Exercise guide
High Plank To Frog Squat
- Intermediate
- Compound
- Timed hold
- Back
- Chest
- Lower legs
- Shoulders
- Upper legs
- Waist
This dynamic compound movement builds explosive lower-body power and core stability by transitioning rapidly between a high plank and a deep squat. It effectively targets the glutes and quads while challenging the shoulders and core to maintain postural control.
Reviewed by the Crucible team · Updated June 2026
Muscles worked
Setup
- Start in a high plank position with your hands directly under your shoulders and feet hip-width apart.
- Engage your core and glutes to maintain a straight line from your head to your heels.
- Position your gaze slightly in front of your hands to keep a neutral neck.
How to do it
- Exhale as you jump both feet forward, landing with your feet flat and outside of your hands.
- Simultaneously drop your hips into a deep squat and lift your chest, briefly bringing your hands off the floor.

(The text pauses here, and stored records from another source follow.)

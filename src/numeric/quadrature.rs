//! Composite Simpson quadrature on evenly spaced samples.
//!
//! Classic composite Simpson needs an odd number of samples. For an even
//! count the first `n − 1` samples are integrated with Simpson and the last
//! interval is closed with the quadratic through the final three samples:
//! ```text
//! ∫[x_{n−2}, x_{n−1}] f ≈ h · (5 f[n−1] + 8 f[n−2] − f[n−3]) / 12
//! ```
//! which keeps the rule exact for quadratics. Two samples use the trapezoid
//! rule, and fewer than two integrate to zero.

use crate::float_types::Real;
use crate::grid::{Axis, Grid};

/// Integrate `n` evenly spaced samples read through `f`, step `spacing`.
fn simpson_by<F>(f: F, n: usize, spacing: Real) -> Real
where
    F: Fn(usize) -> Real,
{
    match n {
        0 | 1 => 0.0,
        2 => 0.5 * spacing * (f(0) + f(1)),
        _ if n % 2 == 1 => simpson_odd(&f, n, spacing),
        _ => {
            let head = simpson_odd(&f, n - 1, spacing);
            let tail = spacing * (5.0 * f(n - 1) + 8.0 * f(n - 2) - f(n - 3)) / 12.0;
            head + tail
        },
    }
}

/// Composite Simpson over the first `n` samples, `n` odd and at least 3.
fn simpson_odd<F>(f: &F, n: usize, spacing: Real) -> Real
where
    F: Fn(usize) -> Real,
{
    debug_assert!(n >= 3 && n % 2 == 1);

    let interior: Real = (1..n - 1)
        .map(|k| if k % 2 == 1 { 4.0 * f(k) } else { 2.0 * f(k) })
        .sum();
    spacing / 3.0 * (f(0) + interior + f(n - 1))
}

/// Integrate evenly spaced `samples` with step `spacing`.
pub fn simpson(samples: &[Real], spacing: Real) -> Real {
    simpson_by(|k| samples[k], samples.len(), spacing)
}

/// Integrate every line of `grid` running along `axis`.
///
/// Integrating along `Axis::Rows` collapses the row index and yields one
/// value per column; `Axis::Columns` yields one value per row.
pub fn simpson_along(grid: &Grid, axis: Axis, spacing: Real) -> Vec<Real> {
    let (rows, cols) = grid.shape();
    match axis {
        Axis::Rows => (0..cols)
            .map(|j| simpson_by(|i| grid[(i, j)], rows, spacing))
            .collect(),
        Axis::Columns => (0..rows)
            .map(|i| simpson_by(|j| grid[(i, j)], cols, spacing))
            .collect(),
    }
}

#[cfg(test)]
mod tests {
    use super::*;
    use approx::assert_relative_eq;

    const TOL: Real = 1e3 * Real::EPSILON;

    fn sample<F: Fn(Real) -> Real>(f: F, a: Real, b: Real, n: usize) -> (Vec<Real>, Real) {
        let h = (b - a) / (n - 1) as Real;
        ((0..n).map(|k| f(a + k as Real * h)).collect(), h)
    }

    #[test]
    fn odd_count_is_exact_for_cubics() {
        let (f, h) = sample(|x| x * x * x - 2.0 * x + 1.0, 0.0, 2.0, 9);
        // ∫₀² x³ − 2x + 1 dx = 4 − 4 + 2
        assert_relative_eq!(simpson(&f, h), 2.0, epsilon = TOL);
    }

    #[test]
    fn even_count_is_exact_for_quadratics() {
        for n in [4, 6, 10] {
            let (f, h) = sample(|x| 3.0 * x * x + x, 0.0, 1.0, n);
            // ∫₀¹ 3x² + x dx = 1.5
            assert_relative_eq!(simpson(&f, h), 1.5, epsilon = TOL);
        }
    }

    #[test]
    fn even_count_tail_formula() {
        // Hand-computed: Simpson on [1, 2, 4] plus tail (5·8 + 8·4 − 2)/12
        let got = simpson(&[1.0, 2.0, 4.0, 8.0], 1.0);
        let expected = (1.0 + 8.0 + 4.0) / 3.0 + 70.0 / 12.0;
        assert_relative_eq!(got, expected, epsilon = TOL);
    }

    #[test]
    fn two_samples_use_trapezoid() {
        assert_relative_eq!(simpson(&[1.0, 3.0], 0.5), 1.0);
    }

    #[test]
    fn too_few_samples_integrate_to_zero() {
        assert_eq!(simpson(&[], 1.0), 0.0);
        assert_eq!(simpson(&[42.0], 1.0), 0.0);
    }

    #[test]
    fn converges_on_smooth_integrand() {
        let (f, h) = sample(Real::sin, 0.0, crate::float_types::PI, 200);
        assert_relative_eq!(simpson(&f, h), 2.0, epsilon = TOL.max(1e-7));
    }

    #[test]
    fn along_rows_yields_one_value_per_column() {
        let g = Grid::from_fn(3, 2, |i, j| (i + j) as Real);
        let per_col = simpson_along(&g, Axis::Rows, 1.0);
        // column 0: [0, 1, 2] → 2, column 1: [1, 2, 3] → 4
        assert_eq!(per_col.len(), 2);
        assert_relative_eq!(per_col[0], 2.0);
        assert_relative_eq!(per_col[1], 4.0);
    }

    #[test]
    fn along_columns_yields_one_value_per_row() {
        let g = Grid::from_fn(2, 3, |i, j| (i + j) as Real);
        let per_row = simpson_along(&g, Axis::Columns, 1.0);
        assert_eq!(per_row.len(), 2);
        assert_relative_eq!(per_row[0], 2.0);
        assert_relative_eq!(per_row[1], 4.0);
    }
}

- Inhale as you place your hands back down and jump your feet back to the starting high plank position.
- Perform the movement with a fluid, controlled tempo, ensuring no pause in the plank.
Form checklist
- Land with your heels on the ground during the squat phase, not on your toes.
- Keep your chest up and shoulders back when in the squat position.
- Avoid letting your hips sag or your lower back arch when returning to the plank.
- Ensure your knees track in line with your toes as you jump forward.
Pro tips
- Think about 'pulling' your hips forward with your hip flexors to increase the speed and depth of the squat.
- Maintain constant tension in your core to protect your spine during the high-impact transitions.
Make it harder
- Add a jump squat at the top of the movement for an extra plyometric challenge.
- Hold the bottom squat position for 2 seconds to increase time under tension for the legs.
Frequently asked
- What muscles does the high plank to frog squat work?
- The high plank to frog squat primarily targets the abs, glutes, hamstrings, and quadriceps, and also works the obliques and serratus anterior as secondary muscles.
- What equipment do you need for the high plank to frog squat?
- The high plank to frog squat requires no equipment — just your body weight.
- Is the high plank to frog squat good for beginners?
- The high plank to frog squat is rated intermediate. Build a base with simpler variations first, then progress to it with light load and strict form.